Why is it so weird, you ask? Well, I’m no linguist, but from what I remember of my college English classes (and the fascinating book The Mother Tongue: English and How It Got that way by Bill Bryson), it has something to do with the fact that English is a Germanic language that got “French Fried” as a result of some invasion in 1066. Possibly it had to do with William the Conqueror. Or Charles Martel. And the Franks/Gauls/Angles/Saxons/Celts history, before the big 1066 invasion by the Normans. But anyway, being a Germanic language with influences from like 60 different languages (I may be exaggerating), its spelling is ridiculous and it tries to follow both Germanic and Latin sets of rules, like a poor little confused poodle with at least two masters.

Don’t quote me on any of that. I’m useless with history.

Anyway, back to the number of siblings I have affecting my comma usage.


An appositive is a word or phrase that renames a noun. When it’s necessary, it doesn’t need commas around it. When it’s extra information, it does need them. So I can write that my brother lives in New York without adding his name to clarify, because he’s the only brother I could be talking about. But I can’t just say that my sister lives in Texas. Because my sister lives in Utah. My sister lives in Idaho. Those are also true. (Actually, three of them live in Utah. I just don’t want to be misleading here.) I need to add the name for clarity, so it’s not extra information. No extra information, no extra commas.

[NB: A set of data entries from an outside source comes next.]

#[cfg(test)]
mod tests {
    use super::*;
    use crate::{EventPhase, TimeEvent};

    fn time_line() -> Rc<Timeline> {
        Timeline::new(TimelineOptions::default())
    }

    fn event(duration: f64) -> Rc<TimeEvent> {
        Rc::new(TimeEvent::new(duration))
    }

    #[test]
    fn empty_timeline_has_zero_duration() {
        let timeline = time_line();
        assert!(timeline.is_empty());
        assert_eq!(timeline.duration(), 0.0);
        assert_eq!(timeline.rearrange().duration(), 0.0);
    }

    #[test]
    fn unit_kind_must_match() {
        let frames = Timeline::new(TimelineOptions::in_frames());
        let err = frames.add(event(10.0)).unwrap_err();
        assert!(matches!(
            err,
            SchedulerError::UnitKindMismatch {
                expected: UnitKind::Frame,
                found: UnitKind::Time
            }
        ));
        assert!(frames.is_empty());

        frames.add(Rc::new(TimeEvent::in_frames(10.0))).unwrap();
        assert_eq!(frames.len(), 1);
    }

    #[test]
    fn invalid_events_leave_timeline_untouched() {
        let timeline = time_line();
        let broken = event(-5.0);
        assert!(matches!(
            timeline.add(broken.clone()).unwrap_err(),
            SchedulerError::InvalidEvent(_)
        ));
        assert!(timeline.is_empty());
        assert!(!broken.is_attached());
        assert!(timeline.last_added().is_none());
    }

    #[test]
    fn added_events_start_at_current_time() {
        let timeline = time_line();
        timeline.render(250.0);

        let first = event(100.0);
        timeline.add(first.clone()).unwrap();
        assert_eq!(first.start_point(), 250.0);
        assert!(first.is_attached());
        assert_eq!(timeline.duration(), 350.0);
    }

    #[test]
    fn at_positions_only_the_last_added_event() {
        let timeline = time_line();
        let first = event(100.0);
        let second = event(100.0);

        timeline
            .add(first.clone())
            .unwrap()
            .at(10.0)
            .add(second.clone())
            .unwrap()
            .at(20.0);

        assert_eq!(first.start_point(), 10.0);
        assert_eq!(second.start_point(), 20.0);
        assert_eq!(timeline.duration(), 120.0);
    }

    #[test]
    fn at_without_children_is_a_no_op() {
        let timeline = time_line();
        timeline.at(42.0);
        assert_eq!(timeline.duration(), 0.0);
        assert!(timeline.is_empty());
    }

    #[test]
    fn duration_divides_by_scale() {
        let timeline = time_line();
        let slow = Rc::new(TimeEvent::new(2000.0).with_scale(2.0).unwrap());

        timeline.add(event(1000.0)).unwrap().at(0.0);
        timeline.add(slow).unwrap().at(500.0);

        assert_eq!(timeline.duration(), 1500.0);
    }

    #[test]
    fn duration_may_end_before_origin() {
        let timeline = time_line();
        timeline.add(event(10.0)).unwrap().at(-100.0);
        assert_eq!(timeline.duration(), -90.0);
    }

    #[test]
    fn render_fans_out_scaled_elapsed() {
        let timeline = time_line();
        let first = event(1000.0);
        let second = Rc::new(TimeEvent::new(1000.0).with_scale(2.0).unwrap());
        timeline.add(first.clone()).unwrap().at(100.0);
        timeline.add(second.clone()).unwrap().at(300.0);

        timeline.render(200.0);

        assert_eq!(timeline.current_time(), 200.0);
        assert_eq!(first.elapsed(), Some(100.0));
        assert_eq!(second.elapsed(), Some(-200.0));
        assert_eq!(second.phase(), EventPhase::Pending);
    }

    #[test]
    fn render_visits_children_in_insertion_order() {
        let order = Rc::new(RefCell::new(Vec::new()));
        let timeline = time_line();
        for label in ["a", "b", "c"] {
            let sink = order.clone();
            let child = TimeEvent::new(10.0).on_render(move |_, _| sink.borrow_mut().push(label));
            timeline.add(Rc::new(child)).unwrap();
        }

        timeline.render(0.0);
        assert_eq!(*order.borrow(), vec!["a", "b", "c"]);
    }

    #[test]
    fn readding_moves_event_between_timelines() {
        let a = time_line();
        let b = time_line();
        let shared = event(100.0);

        a.add(shared.clone()).unwrap();
        b.add(shared.clone()).unwrap();

        assert!(!a.contains(&*shared));
        assert!(a.is_empty());
        assert_eq!(a.duration(), 0.0);
        assert_eq!(b.len(), 1);
        assert!(Rc::ptr_eq(&shared.timeline().unwrap(), &b));
    }

    #[test]
    fn readding_to_same_timeline_moves_to_back() {
        let timeline = time_line();
        let first = event(10.0);
        let second = event(10.0);
        timeline.add(first.clone()).unwrap();
        timeline.add(second.clone()).unwrap();
        timeline.add(first.clone()).unwrap();

        let children = timeline.children();
        assert_eq!(children.len(), 2);
        assert_eq!(Rc::as_ptr(&children[1]) as *const (), Rc::as_ptr(&first) as *const ());
    }

    #[test]
    fn remove_takes_out_one_event_by_identity() {
        let timeline = time_line();
        let first = event(100.0);
        let twin = event(100.0);
        timeline.add(first.clone()).unwrap();
        timeline.add(twin.clone()).unwrap().at(50.0);

        timeline.remove(&*twin);

        assert_eq!(timeline.len(), 1);
        assert!(timeline.contains(&*first));
        assert!(!twin.is_attached());
        assert!(first.is_attached());
    }

    #[test]
    fn remove_recomputes_duration() {
        let timeline = time_line();
        let long = event(500.0);
        timeline.add(event(100.0)).unwrap();
        timeline.add(long.clone()).unwrap();
        assert_eq!(timeline.duration(), 500.0);

        timeline.remove(&*long);
        assert_eq!(timeline.duration(), 100.0);
    }

    #[test]
    fn remove_of_unknown_event_is_ignored() {
        let timeline = time_line();
        timeline.add(event(100.0)).unwrap();
        let stranger = event(100.0);

        timeline.remove(&*stranger);
        assert_eq!(timeline.len(), 1);
    }

    #[test]
    fn removing_last_added_disables_at() {
        let timeline = time_line();
        let child = event(100.0);
        timeline.add(child.clone()).unwrap();
        timeline.remove(&*child).at(99.0);

        assert_eq!(child.start_point(), 0.0);
        assert!(timeline.last_added().is_none());
    }

    #[test]
    fn nested_timelines_offset_and_scale_playhead() {
        let root = time_line();
        let nested = time_line();
        nested.set_scale(2.0).unwrap();
        let leaf = event(100.0);

        nested.add(leaf.clone()).unwrap().at(10.0);
        root.add(nested.clone()).unwrap().at(100.0);

        root.render(150.0);

        assert_eq!(nested.current_time(), 100.0);
        assert_eq!(leaf.elapsed(), Some(90.0));
    }

    #[test]
    fn nested_duration_changes_reach_the_root() {
        let root = time_line();
        let nested = time_line();
        root.add(nested.clone()).unwrap().at(100.0);
        assert_eq!(root.duration(), 100.0);

        nested.add(event(50.0)).unwrap();
        assert_eq!(root.duration(), 150.0);

        nested.set_scale(2.0).unwrap();
        assert_eq!(root.duration(), 125.0);
    }

    #[test]
    fn cycles_are_rejected() {
        let root = time_line();
        let nested = time_line();
        root.add(nested.clone()).unwrap();

        assert!(matches!(
            root.add(root.clone()).unwrap_err(),
            SchedulerError::CyclicAttachment
        ));
        assert!(matches!(
            nested.add(root.clone()).unwrap_err(),
            SchedulerError::CyclicAttachment
        ));
        assert_eq!(root.len(), 1);
        assert!(nested.is_empty());
    }

    #[test]
    fn child_removing_sibling_mid_render_uses_snapshot() {
        let timeline = time_line();
        let victim = event(100.0);

        let owner = Rc::downgrade(&timeline);
        let target = victim.clone();
        let remover = TimeEvent::new(100.0).on_render(move |_, _| {
            if let Some(owner) = owner.upgrade() {
                owner.remove(&*target);
            }
        });

        timeline.add(Rc::new(remover)).unwrap();
        timeline.add(victim.clone()).unwrap();

        timeline.render(10.0);
        assert_eq!(victim.render_count(), 1);
        assert_eq!(timeline.len(), 1);

        timeline.render(20.0);
        assert_eq!(victim.render_count(), 1);
    }

    #[test]
    fn summary_describes_the_tree() {
        let root = time_line();
        let nested = time_line();
        nested.add(event(40.0)).unwrap();
        root.add(nested).unwrap().at(5.0);

        let summary = root.summary();
        assert_eq!(summary.duration, 45.0);
        assert_eq!(summary.children.len(), 1);
        assert_eq!(summary.children[0].start_point, 5.0);
        assert_eq!(summary.children[0].children[0].duration, 40.0);

        let json = serde_json::to_value(&summary).unwrap();
        assert_eq!(json["unit_kind"], "time");
    }

    #[test]
    fn play_behaves_like_add() {
        let timeline = time_line();
        timeline.render(30.0);
        let first = event(10.0);
        let second = event(10.0);

        timeline
            .play(first.clone())
            .unwrap()
            .play(second.clone())
            .unwrap()
            .at(100.0);

        assert_eq!(first.start_point(), 30.0);
        assert_eq!(second.start_point(), 100.0);
        let last = timeline.last_added().unwrap();
        assert_eq!(Rc::as_ptr(&last) as *const (), Rc::as_ptr(&second) as *const ());
        assert_eq!(timeline.duration(), 110.0);
    }

    #[test]
    fn timelines_ending_before_origin_can_be_nested() {
        let root = time_line();
        let nested = time_line();
        nested.add(event(10.0)).unwrap().at(-100.0);
        assert_eq!(nested.duration(), -90.0);

        root.add(nested.clone()).unwrap();
        assert!(root.contains(&*nested));
        assert_eq!(root.duration(), -90.0);

        let leaf = event(-1.0);
        assert!(matches!(
            root.add(leaf).unwrap_err(),
            SchedulerError::InvalidEvent(_)
        ));
    }

    #[test]
    fn moving_nested_start_updates_owner_duration() {
        let root = time_line();
        let nested = time_line();
        nested.add(event(20.0)).unwrap();
        root.add(nested.clone()).unwrap();
        assert_eq!(root.duration(), 20.0);

        nested.set_start_point(5.0);
        assert_eq!(root.duration(), 25.0);
    }

    struct Stubborn {
        attachment: Attachment,
        start: Cell<f64>,
    }

    impl Schedulable for Stubborn {
        fn unit_kind(&self) -> UnitKind {
            UnitKind::Time
        }

        fn start_point(&self) -> f64 {
            self.start.get()
        }

        fn set_start_point(&self, value: f64) {
            self.start.set(value);
        }

        fn duration(&self) -> f64 {
            10.0
        }

        fn scale(&self) -> f64 {
            1.0
        }

        fn attachment(&self) -> &Attachment {
            &self.attachment
        }

        fn render(&self, _elapsed: f64) {}

        fn set_timeline(&self, _owner: &Rc<Timeline>) -> Result<()> {
            Err(SchedulerError::AlreadyAttachedElsewhere)
        }
    }

    #[test]
    fn refused_attachment_leaves_event_detached() {
        let previous = time_line();
        let next = time_line();
        let stubborn = Rc::new(Stubborn {
            attachment: Attachment::new(),
            start: Cell::new(7.0),
        });
        stubborn.attachment().attach(&previous).unwrap();

        let err = next.add(stubborn.clone()).unwrap_err();
        assert!(matches!(err, SchedulerError::AlreadyAttachedElsewhere));
        assert!(next.is_empty());
        assert!(next.last_added().is_none());
        assert!(!stubborn.is_attached());
        assert_eq!(stubborn.start_point(), 7.0);
    }
}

So if you’re not sure if you should say “My friend Becky” or “My friend, Becky,” think of the commas as parentheses. They’re kind of saying “In case you didn’t know the name of my friend,” and could be taken to mean she’s the only friend I have, unless we’ve already been talking about my friend and I’m just throwing in her name to clarify. So in general, you’d want to say “My friend Becky will be there,” since you have so many friends there’s no way the reader would know which one you’re talking about otherwise. It’s essential (also called restrictive) information. On the other hand, since I only have one set of parents, I could say “My parents are coming to visit” without saying their names, so if I add them, I need the commas for my nonrestrictive appositive. “My parents, Don and Karen, are coming to visit.” So now you can address them by name. Convenient!

I’m not planning on going into great grammatical detail on this blog, just to give you a general idea for some of the issues that mess up so many of us. So if you want to learn more about appositives—nonrestrictive, restrictive, starting with appositives, etc., go study up and report back to me what you learn.

Compound Adjectives

So how about those ripped-up jeans we were talking about earlier?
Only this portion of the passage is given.